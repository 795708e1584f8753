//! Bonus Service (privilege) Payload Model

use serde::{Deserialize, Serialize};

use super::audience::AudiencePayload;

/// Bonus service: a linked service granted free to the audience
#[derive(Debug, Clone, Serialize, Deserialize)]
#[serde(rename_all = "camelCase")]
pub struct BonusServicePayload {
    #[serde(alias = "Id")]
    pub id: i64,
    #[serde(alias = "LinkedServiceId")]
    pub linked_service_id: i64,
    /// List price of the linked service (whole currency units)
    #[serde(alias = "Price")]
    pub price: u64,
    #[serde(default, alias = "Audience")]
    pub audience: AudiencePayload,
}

--

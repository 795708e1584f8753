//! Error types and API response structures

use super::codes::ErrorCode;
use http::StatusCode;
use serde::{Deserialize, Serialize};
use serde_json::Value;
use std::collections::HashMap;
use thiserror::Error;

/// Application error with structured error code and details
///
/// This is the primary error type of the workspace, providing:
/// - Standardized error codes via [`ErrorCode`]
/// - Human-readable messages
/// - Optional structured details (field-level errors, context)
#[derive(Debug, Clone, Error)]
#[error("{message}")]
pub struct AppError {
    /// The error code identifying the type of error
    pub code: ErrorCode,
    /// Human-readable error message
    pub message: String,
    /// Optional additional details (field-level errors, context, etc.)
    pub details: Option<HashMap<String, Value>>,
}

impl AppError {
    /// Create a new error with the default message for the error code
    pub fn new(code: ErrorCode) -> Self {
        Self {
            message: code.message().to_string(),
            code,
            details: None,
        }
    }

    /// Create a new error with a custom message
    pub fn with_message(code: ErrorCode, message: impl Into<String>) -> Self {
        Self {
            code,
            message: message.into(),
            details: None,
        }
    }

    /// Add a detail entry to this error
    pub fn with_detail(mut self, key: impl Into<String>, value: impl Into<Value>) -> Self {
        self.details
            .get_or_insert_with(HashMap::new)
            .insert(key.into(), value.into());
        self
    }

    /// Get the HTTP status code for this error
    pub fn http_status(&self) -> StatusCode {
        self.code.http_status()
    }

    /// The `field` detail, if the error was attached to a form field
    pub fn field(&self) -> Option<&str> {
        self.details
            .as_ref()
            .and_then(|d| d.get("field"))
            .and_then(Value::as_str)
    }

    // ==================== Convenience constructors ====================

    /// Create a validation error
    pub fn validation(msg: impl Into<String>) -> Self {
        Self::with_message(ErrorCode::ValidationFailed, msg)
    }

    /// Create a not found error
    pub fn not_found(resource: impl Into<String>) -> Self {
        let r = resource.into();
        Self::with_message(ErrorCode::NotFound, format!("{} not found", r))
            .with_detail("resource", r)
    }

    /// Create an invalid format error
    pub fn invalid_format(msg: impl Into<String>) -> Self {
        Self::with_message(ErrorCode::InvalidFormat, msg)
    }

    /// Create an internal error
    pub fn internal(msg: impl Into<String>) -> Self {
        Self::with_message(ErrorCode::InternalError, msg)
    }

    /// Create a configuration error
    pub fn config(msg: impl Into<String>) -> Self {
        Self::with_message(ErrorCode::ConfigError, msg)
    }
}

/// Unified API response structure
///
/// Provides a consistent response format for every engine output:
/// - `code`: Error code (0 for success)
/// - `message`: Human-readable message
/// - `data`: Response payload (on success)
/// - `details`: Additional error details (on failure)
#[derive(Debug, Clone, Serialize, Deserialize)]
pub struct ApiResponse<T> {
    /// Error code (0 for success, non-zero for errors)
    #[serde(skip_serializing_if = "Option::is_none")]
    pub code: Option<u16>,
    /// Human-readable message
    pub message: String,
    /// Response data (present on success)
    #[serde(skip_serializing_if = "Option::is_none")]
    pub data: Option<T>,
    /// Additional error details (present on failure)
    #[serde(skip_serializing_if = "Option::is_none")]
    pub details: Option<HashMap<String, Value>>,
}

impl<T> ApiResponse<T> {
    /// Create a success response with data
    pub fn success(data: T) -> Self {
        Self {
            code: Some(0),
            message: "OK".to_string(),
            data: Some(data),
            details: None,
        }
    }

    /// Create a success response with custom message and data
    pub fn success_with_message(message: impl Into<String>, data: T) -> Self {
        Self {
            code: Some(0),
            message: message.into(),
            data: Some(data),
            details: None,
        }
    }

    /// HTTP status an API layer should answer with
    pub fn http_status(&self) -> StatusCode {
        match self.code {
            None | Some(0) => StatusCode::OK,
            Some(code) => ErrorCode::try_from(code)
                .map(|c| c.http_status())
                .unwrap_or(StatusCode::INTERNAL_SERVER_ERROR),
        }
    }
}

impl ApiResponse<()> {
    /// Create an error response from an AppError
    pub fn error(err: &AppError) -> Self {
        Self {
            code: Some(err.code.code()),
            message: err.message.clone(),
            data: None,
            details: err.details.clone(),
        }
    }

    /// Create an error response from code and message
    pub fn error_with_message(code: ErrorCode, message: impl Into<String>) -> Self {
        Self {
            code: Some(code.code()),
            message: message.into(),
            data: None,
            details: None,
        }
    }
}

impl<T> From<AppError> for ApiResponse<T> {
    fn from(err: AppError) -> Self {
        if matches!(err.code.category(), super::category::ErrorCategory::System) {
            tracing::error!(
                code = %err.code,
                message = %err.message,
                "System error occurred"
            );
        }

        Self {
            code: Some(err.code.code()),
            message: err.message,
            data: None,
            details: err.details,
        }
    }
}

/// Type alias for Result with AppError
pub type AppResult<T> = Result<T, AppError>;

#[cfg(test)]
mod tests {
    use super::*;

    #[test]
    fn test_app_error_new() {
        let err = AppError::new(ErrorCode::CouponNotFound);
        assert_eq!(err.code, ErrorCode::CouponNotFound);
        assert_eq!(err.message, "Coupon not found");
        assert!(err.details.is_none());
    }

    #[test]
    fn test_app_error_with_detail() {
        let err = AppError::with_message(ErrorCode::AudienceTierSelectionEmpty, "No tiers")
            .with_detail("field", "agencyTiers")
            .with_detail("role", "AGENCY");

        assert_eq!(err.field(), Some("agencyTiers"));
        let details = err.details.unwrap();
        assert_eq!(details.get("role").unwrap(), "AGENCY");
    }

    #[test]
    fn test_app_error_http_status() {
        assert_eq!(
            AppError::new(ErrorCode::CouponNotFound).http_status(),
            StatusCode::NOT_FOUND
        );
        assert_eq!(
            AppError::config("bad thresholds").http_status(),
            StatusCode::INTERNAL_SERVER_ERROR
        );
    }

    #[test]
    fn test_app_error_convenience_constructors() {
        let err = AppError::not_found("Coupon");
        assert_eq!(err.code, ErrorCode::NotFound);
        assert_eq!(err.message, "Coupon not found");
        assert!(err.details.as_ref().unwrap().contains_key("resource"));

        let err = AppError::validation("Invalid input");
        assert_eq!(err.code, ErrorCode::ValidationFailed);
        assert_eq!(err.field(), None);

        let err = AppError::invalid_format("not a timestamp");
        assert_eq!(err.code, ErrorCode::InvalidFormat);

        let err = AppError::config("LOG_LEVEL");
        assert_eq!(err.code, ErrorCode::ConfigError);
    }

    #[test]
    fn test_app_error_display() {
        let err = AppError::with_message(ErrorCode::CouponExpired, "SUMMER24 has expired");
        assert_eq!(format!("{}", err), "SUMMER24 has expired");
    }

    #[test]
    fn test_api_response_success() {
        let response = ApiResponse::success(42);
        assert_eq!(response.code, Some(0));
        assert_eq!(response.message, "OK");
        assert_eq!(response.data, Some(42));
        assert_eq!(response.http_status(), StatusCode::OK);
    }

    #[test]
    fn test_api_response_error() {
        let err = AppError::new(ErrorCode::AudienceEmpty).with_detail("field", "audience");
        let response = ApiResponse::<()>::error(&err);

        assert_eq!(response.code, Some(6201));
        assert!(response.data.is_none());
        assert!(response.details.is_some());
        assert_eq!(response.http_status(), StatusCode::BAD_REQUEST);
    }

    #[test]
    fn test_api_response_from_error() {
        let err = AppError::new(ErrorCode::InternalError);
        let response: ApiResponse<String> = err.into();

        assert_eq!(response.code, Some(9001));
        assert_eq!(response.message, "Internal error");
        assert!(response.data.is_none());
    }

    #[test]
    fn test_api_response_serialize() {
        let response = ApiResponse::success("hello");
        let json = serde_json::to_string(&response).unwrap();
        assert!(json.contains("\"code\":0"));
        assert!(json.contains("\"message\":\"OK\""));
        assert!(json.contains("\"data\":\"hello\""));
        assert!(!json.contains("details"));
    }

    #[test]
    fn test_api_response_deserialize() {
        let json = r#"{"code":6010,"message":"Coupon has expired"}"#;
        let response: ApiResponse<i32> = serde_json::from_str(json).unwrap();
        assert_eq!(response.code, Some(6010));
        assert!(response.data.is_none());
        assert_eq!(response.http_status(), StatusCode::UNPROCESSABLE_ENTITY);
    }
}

Assignment: Go through the material above and copy each line that holds the string "Optional".

Output of the task:
/// - Optional structured details (field-level errors, context)
    /// Optional additional details (field-level errors, context, etc.)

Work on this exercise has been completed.